Activity: Within the records, tally the lines that contain "display" and reply with that number only.
Top of Material to process
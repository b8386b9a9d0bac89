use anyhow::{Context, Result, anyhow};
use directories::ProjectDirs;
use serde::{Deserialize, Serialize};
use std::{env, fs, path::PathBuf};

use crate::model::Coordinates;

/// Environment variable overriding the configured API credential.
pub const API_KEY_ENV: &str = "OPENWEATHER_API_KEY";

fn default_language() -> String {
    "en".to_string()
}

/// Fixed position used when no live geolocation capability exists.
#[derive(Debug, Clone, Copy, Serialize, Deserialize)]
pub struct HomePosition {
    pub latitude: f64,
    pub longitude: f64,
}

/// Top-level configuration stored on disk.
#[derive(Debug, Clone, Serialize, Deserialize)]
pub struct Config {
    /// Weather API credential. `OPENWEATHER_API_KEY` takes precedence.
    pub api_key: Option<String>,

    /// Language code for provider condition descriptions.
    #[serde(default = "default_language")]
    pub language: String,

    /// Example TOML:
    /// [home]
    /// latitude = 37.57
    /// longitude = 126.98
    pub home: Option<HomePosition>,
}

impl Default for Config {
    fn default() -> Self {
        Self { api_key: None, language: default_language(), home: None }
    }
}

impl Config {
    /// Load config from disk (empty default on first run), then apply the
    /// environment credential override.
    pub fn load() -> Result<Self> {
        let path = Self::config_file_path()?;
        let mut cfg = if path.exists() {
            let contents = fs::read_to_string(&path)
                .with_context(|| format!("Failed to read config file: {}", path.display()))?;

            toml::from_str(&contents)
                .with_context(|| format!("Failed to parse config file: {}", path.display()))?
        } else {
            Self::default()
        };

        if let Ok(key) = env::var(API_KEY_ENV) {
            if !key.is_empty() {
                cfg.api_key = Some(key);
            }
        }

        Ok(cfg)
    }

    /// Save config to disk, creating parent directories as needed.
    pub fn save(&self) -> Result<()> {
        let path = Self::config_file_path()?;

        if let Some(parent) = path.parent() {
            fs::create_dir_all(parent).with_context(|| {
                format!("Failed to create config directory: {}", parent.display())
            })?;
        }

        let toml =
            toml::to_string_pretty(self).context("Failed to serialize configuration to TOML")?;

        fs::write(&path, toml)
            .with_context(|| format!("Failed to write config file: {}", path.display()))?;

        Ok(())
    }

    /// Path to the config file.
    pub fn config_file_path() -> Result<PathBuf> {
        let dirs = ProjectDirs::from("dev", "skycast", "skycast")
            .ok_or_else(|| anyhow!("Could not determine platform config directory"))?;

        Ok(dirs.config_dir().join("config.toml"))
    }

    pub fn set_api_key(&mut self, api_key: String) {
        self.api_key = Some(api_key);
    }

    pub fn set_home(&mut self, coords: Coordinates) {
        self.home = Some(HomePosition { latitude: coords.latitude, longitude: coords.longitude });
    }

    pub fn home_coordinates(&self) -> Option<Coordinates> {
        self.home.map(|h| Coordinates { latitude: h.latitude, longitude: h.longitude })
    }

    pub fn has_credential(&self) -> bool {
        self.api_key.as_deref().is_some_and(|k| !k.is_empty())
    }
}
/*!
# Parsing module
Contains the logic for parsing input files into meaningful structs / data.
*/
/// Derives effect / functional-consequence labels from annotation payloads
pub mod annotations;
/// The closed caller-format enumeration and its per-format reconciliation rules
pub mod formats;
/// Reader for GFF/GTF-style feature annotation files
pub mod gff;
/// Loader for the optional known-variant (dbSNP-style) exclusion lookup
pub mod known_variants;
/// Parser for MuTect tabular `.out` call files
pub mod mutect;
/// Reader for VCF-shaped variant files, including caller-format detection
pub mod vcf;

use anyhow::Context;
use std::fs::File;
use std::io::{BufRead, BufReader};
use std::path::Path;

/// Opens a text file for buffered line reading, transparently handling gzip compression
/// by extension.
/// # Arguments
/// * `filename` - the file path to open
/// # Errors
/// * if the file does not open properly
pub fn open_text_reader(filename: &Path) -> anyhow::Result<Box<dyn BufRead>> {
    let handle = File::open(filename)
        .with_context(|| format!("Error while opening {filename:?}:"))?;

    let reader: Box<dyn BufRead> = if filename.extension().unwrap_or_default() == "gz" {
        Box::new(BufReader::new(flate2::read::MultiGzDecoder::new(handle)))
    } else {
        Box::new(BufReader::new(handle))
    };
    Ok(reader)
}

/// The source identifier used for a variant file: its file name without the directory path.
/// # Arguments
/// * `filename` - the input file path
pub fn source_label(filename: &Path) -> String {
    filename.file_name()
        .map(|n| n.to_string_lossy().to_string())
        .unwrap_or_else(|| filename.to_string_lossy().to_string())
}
Bottom of Material to process
Answer to this exercise: 4